Task requirements
Transcribe every entry precisely, omitting nothing.
○ ○ ○ ○
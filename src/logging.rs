// ABOUTME: Logging configuration and structured logging setup
// ABOUTME: Env-filter driven tracing with pretty output for development and JSON for production
// Licensed under the Apache License, Version 2.0 <LICENSE-APACHE or
// http://www.apache.org/licenses/LICENSE-2.0> or the MIT license
// <LICENSE-MIT or http://opensource.org/licenses/MIT>, at your
// option. This file may not be copied, modified, or distributed
// except according to those terms.

//! Tracing subscriber initialization

use anyhow::Result;
use std::env;
use tracing_subscriber::{layer::SubscriberExt, util::SubscriberInitExt, EnvFilter};

/// Log output format options
#[derive(Debug, Clone, Copy, PartialEq, Eq, Default)]
pub enum LogFormat {
    /// Human-readable output for development
    #[default]
    Pretty,
    /// JSON output for production log aggregation
    Json,
}

impl LogFormat {
    fn from_env() -> Self {
        match env::var("LOG_FORMAT").as_deref() {
            Ok("json") => Self::Json,
            _ => Self::Pretty,
        }
    }
}

/// Initialize the global tracing subscriber from the environment.
///
/// `RUST_LOG` controls filtering (default `info`), `LOG_FORMAT=json`
/// switches to structured output.
///
/// # Errors
///
/// Returns an error if a subscriber is already installed.
pub fn init_from_env() -> Result<()> {
    let filter = EnvFilter::try_from_default_env().unwrap_or_else(|_| EnvFilter::new("info"));

    match LogFormat::from_env() {
        LogFormat::Json => {
            tracing_subscriber::registry()
                .with(filter)
                .with(tracing_subscriber::fmt::layer().json())
                .try_init()?;
        }
        LogFormat::Pretty => {
            tracing_subscriber::registry()
                .with(filter)
                .with(tracing_subscriber::fmt::layer())
                .try_init()?;
        }
    }

    Ok(())
}
// ABOUTME: Unified error types for the authorization-linking protocol
// ABOUTME: Maps every terminal error kind to the HTTP status used by the callback leg
// Licensed under the Apache License, Version 2.0 <LICENSE-APACHE or
// http://www.apache.org/licenses/LICENSE-2.0> or the MIT license
// <LICENSE-MIT or http://opensource.org/licenses/MIT>, at your
// option. This file may not be copied, modified, or distributed
// except according to those terms.

//! # Error Handling
//!
//! Tagged error kinds for everything the linking protocol can reject.
//! Authentication-state errors are recovered at the command layer into
//! localized messages; callback-path errors are recovered at the handler
//! boundary into an HTTP status plus HTML body. Nothing here retries.

use http::StatusCode;
use thiserror::Error;

/// Result alias used throughout the auth flow
pub type AuthResult<T> = Result<T, AuthError>;

/// Every terminal failure of the linking protocol
#[derive(Debug, Error)]
pub enum AuthError {
    /// No session exists for the user
    #[error("user has not authorized a WakaTime account")]
    NotAuthorized,

    /// A session exists but its token expiry has passed
    #[error("WakaTime authorization has expired")]
    AuthorizationExpired,

    /// Callback state token does not match the stored pending record
    #[error("correlation token does not match the pending authorization")]
    InvalidCorrelation,

    /// Callback arrived with no pending authorization on record
    #[error("no pending authorization found")]
    PendingAuthorizationNotFound,

    /// Pending authorization outlived its 5-minute window
    #[error("pending authorization has expired")]
    PendingAuthorizationExpired,

    /// Provider returned an OAuth error object instead of a token grant
    #[error("provider rejected the request: {description}")]
    ProviderRejected {
        /// Machine-readable OAuth error code (e.g. `invalid_grant`)
        error: String,
        /// Human-readable description from the provider
        description: String,
    },

    /// Transport or HTTP failure talking to the provider
    #[error("network error while {action}: {message}")]
    Network {
        /// Human-readable description of the action being performed
        action: String,
        /// HTTP status, when the failure happened above the transport
        status: Option<u16>,
        /// Transport error or response body excerpt
        message: String,
    },

    /// Persistence layer failure
    #[error("database error: {0}")]
    Database(String),

    /// Anything unexpected; details are logged, never shown to browsers
    #[error("internal error: {0}")]
    Internal(String),
}

impl AuthError {
    /// HTTP status for the browser-facing callback leg
    #[must_use]
    pub const fn http_status(&self) -> StatusCode {
        match self {
            Self::InvalidCorrelation | Self::ProviderRejected { .. } => StatusCode::BAD_REQUEST,
            Self::PendingAuthorizationNotFound => StatusCode::NOT_FOUND,
            Self::PendingAuthorizationExpired => StatusCode::GONE,
            Self::NotAuthorized | Self::AuthorizationExpired => StatusCode::UNAUTHORIZED,
            Self::Network { .. } | Self::Database(_) | Self::Internal(_) => {
                StatusCode::INTERNAL_SERVER_ERROR
            }
        }
    }

    /// Build a `Network` error from a reqwest transport failure
    pub fn network(action: impl Into<String>, err: &reqwest::Error) -> Self {
        Self::Network {
            action: action.into(),
            status: err.status().map(|s| s.as_u16()),
            message: err.to_string(),
        }
    }

    /// Build a `Network` error from an unexpected provider response body
    pub fn network_body(action: impl Into<String>, status: u16, body: &str) -> Self {
        Self::Network {
            action: action.into(),
            status: Some(status),
            message: body.chars().take(256).collect(),
        }
    }
}

impl From<anyhow::Error> for AuthError {
    fn from(err: anyhow::Error) -> Self {
        Self::Database(err.to_string())
    }
}
// ABOUTME: HTTP router for the browser-facing callback leg
// ABOUTME: Wires the OAuth callback path and a health probe onto shared server resources
// Licensed under the Apache License, Version 2.0 <LICENSE-APACHE or
// http://www.apache.org/licenses/LICENSE-2.0> or the MIT license
// <LICENSE-MIT or http://opensource.org/licenses/MIT>, at your
// option. This file may not be copied, modified, or distributed
// except according to those terms.

//! HTTP routes for the OAuth callback and health checking

pub mod callback;

use crate::resources::ServerResources;
use axum::routing::get;
use axum::{Json, Router};
use serde_json::json;
use std::sync::Arc;
use tower_http::trace::TraceLayer;

/// Build the application router. The callback path comes from
/// configuration because it must match the redirect URI registered with
/// the provider.
#[must_use]
pub fn router(resources: Arc<ServerResources>) -> Router {
    Router::new()
        .route(&resources.config.callback_path, get(callback::handle_callback))
        .route("/health", get(health))
        .layer(TraceLayer::new_for_http())
        .with_state(resources)
}

async fn health() -> Json<serde_json::Value> {
    Json(json!({ "status": "ok", "service": "wakatime-bridge" }))
}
○ ○ ○ ○
Solution to this exercise
filename src/logging.rs
// ABOUTME: Logging configuration and structured logging setup
// ABOUTME: Env-filter driven tracing with pretty output for development and JSON for production
// Licensed under the Apache License, Version 2.0 <LICENSE-APACHE or
// http://www.apache.org/licenses/LICENSE-2.0> or the MIT license
// <LICENSE-MIT or http://opensource.org/licenses/MIT>, at your
// option. This file may not be copied, modified, or distributed
// except according to those terms.

//! Tracing subscriber initialization

use anyhow::Result;
use std::env;
use tracing_subscriber::{layer::SubscriberExt, util::SubscriberInitExt, EnvFilter};

/// Log output format options
#[derive(Debug, Clone, Copy, PartialEq, Eq, Default)]
pub enum LogFormat {
    /// Human-readable output for development
    #[default]
    Pretty,
    /// JSON output for production log aggregation
    Json,
}

impl LogFormat {
    fn from_env() -> Self {
        match env::var("LOG_FORMAT").as_deref() {
            Ok("json") => Self::Json,
            _ => Self::Pretty,
        }
    }
}

/// Initialize the global tracing subscriber from the environment.
///
/// `RUST_LOG` controls filtering (default `info`), `LOG_FORMAT=json`
/// switches to structured output.
///
/// # Errors
///
/// Returns an error if a subscriber is already installed.
pub fn init_from_env() -> Result<()> {
    let filter = EnvFilter::try_from_default_env().unwrap_or_else(|_| EnvFilter::new("info"));

    match LogFormat::from_env() {
        LogFormat::Json => {
            tracing_subscriber::registry()
                .with(filter)
                .with(tracing_subscriber::fmt::layer().json())
                .try_init()?;
        }
        LogFormat::Pretty => {
            tracing_subscriber::registry()
                .with(filter)
                .with(tracing_subscriber::fmt::layer())
                .try_init()?;
        }
    }

    Ok(())
}
// ABOUTME: Unified error types for the authorization-linking protocol
// ABOUTME: Maps every terminal error kind to the HTTP status used by the callback leg
// Licensed under the Apache License, Version 2.0 <LICENSE-APACHE or
// http://www.apache.org/licenses/LICENSE-2.0> or the MIT license
// <LICENSE-MIT or http://opensource.org/licenses/MIT>, at your
// option. This file may not be copied, modified, or distributed
// except according to those terms.

//! # Error Handling
//!
//! Tagged error kinds for everything the linking protocol can reject.
//! Authentication-state errors are recovered at the command layer into
//! localized messages; callback-path errors are recovered at the handler
//! boundary into an HTTP status plus HTML body. Nothing here retries.

use http::StatusCode;
use thiserror::Error;

/// Result alias used throughout the auth flow
pub type AuthResult<T> = Result<T, AuthError>;

/// Every terminal failure of the linking protocol
#[derive(Debug, Error)]
pub enum AuthError {
    /// No session exists for the user
    #[error("user has not authorized a WakaTime account")]
    NotAuthorized,

    /// A session exists but its token expiry has passed
    #[error("WakaTime authorization has expired")]
    AuthorizationExpired,

    /// Callback state token does not match the stored pending record
    #[error("correlation token does not match the pending authorization")]
    InvalidCorrelation,

    /// Callback arrived with no pending authorization on record
    #[error("no pending authorization found")]
    PendingAuthorizationNotFound,

    /// Pending authorization outlived its 5-minute window
    #[error("pending authorization has expired")]
    PendingAuthorizationExpired,

    /// Provider returned an OAuth error object instead of a token grant
    #[error("provider rejected the request: {description}")]
    ProviderRejected {
        /// Machine-readable OAuth error code (e.g. `invalid_grant`)
        error: String,
        /// Human-readable description from the provider
        description: String,
    },

    /// Transport or HTTP failure talking to the provider
    #[error("network error while {action}: {message}")]
    Network {
        /// Human-readable description of the action being performed
        action: String,
        /// HTTP status, when the failure happened above the transport
        status: Option<u16>,
        /// Transport error or response body excerpt
        message: String,
    },

    /// Persistence layer failure
    #[error("database error: {0}")]
    Database(String),

    /// Anything unexpected; details are logged, never shown to browsers
    #[error("internal error: {0}")]
    Internal(String),
}

impl AuthError {
    /// HTTP status for the browser-facing callback leg
    #[must_use]
    pub const fn http_status(&self) -> StatusCode {
        match self {
            Self::InvalidCorrelation | Self::ProviderRejected { .. } => StatusCode::BAD_REQUEST,
            Self::PendingAuthorizationNotFound => StatusCode::NOT_FOUND,
            Self::PendingAuthorizationExpired => StatusCode::GONE,
            Self::NotAuthorized | Self::AuthorizationExpired => StatusCode::UNAUTHORIZED,
            Self::Network { .. } | Self::Database(_) | Self::Internal(_) => {
                StatusCode::INTERNAL_SERVER_ERROR
            }
        }
    }

    /// Build a `Network` error from a reqwest transport failure
    pub fn network(action: impl Into<String>, err: &reqwest::Error) -> Self {
        Self::Network {
            action: action.into(),
            status: err.status().map(|s| s.as_u16()),
            message: err.to_string(),
        }
    }

    /// Build a `Network` error from an unexpected provider response body
    pub fn network_body(action: impl Into<String>, status: u16, body: &str) -> Self {
        Self::Network {
            action: action.into(),
            status: Some(status),
            message: body.chars().take(256).collect(),
        }
    }
}

impl From<anyhow::Error> for AuthError {
    fn from(err: anyhow::Error) -> Self {
        Self::Database(err.to_string())
    }
}
// ABOUTME: HTTP router for the browser-facing callback leg
// ABOUTME: Wires the OAuth callback path and a health probe onto shared server resources
// Licensed under the Apache License, Version 2.0 <LICENSE-APACHE or
// http://www.apache.org/licenses/LICENSE-2.0> or the MIT license
// <LICENSE-MIT or http://opensource.org/licenses/MIT>, at your
// option. This file may not be copied, modified, or distributed
// except according to those terms.

//! HTTP routes for the OAuth callback and health checking

pub mod callback;

use crate::resources::ServerResources;
use axum::routing::get;
use axum::{Json, Router};
use serde_json::json;
use std::sync::Arc;
use tower_http::trace::TraceLayer;

/// Build the application router. The callback path comes from
/// configuration because it must match the redirect URI registered with
/// the provider.
#[must_use]
pub fn router(resources: Arc<ServerResources>) -> Router {
    Router::new()
        .route(&resources.config.callback_path, get(callback::handle_callback))
        .route("/health", get(health))
        .layer(TraceLayer::new_for_http())
        .with_state(resources)
}

async fn health() -> Json<serde_json::Value> {
    Json(json!({ "status": "ok", "service": "wakatime-bridge" }))
}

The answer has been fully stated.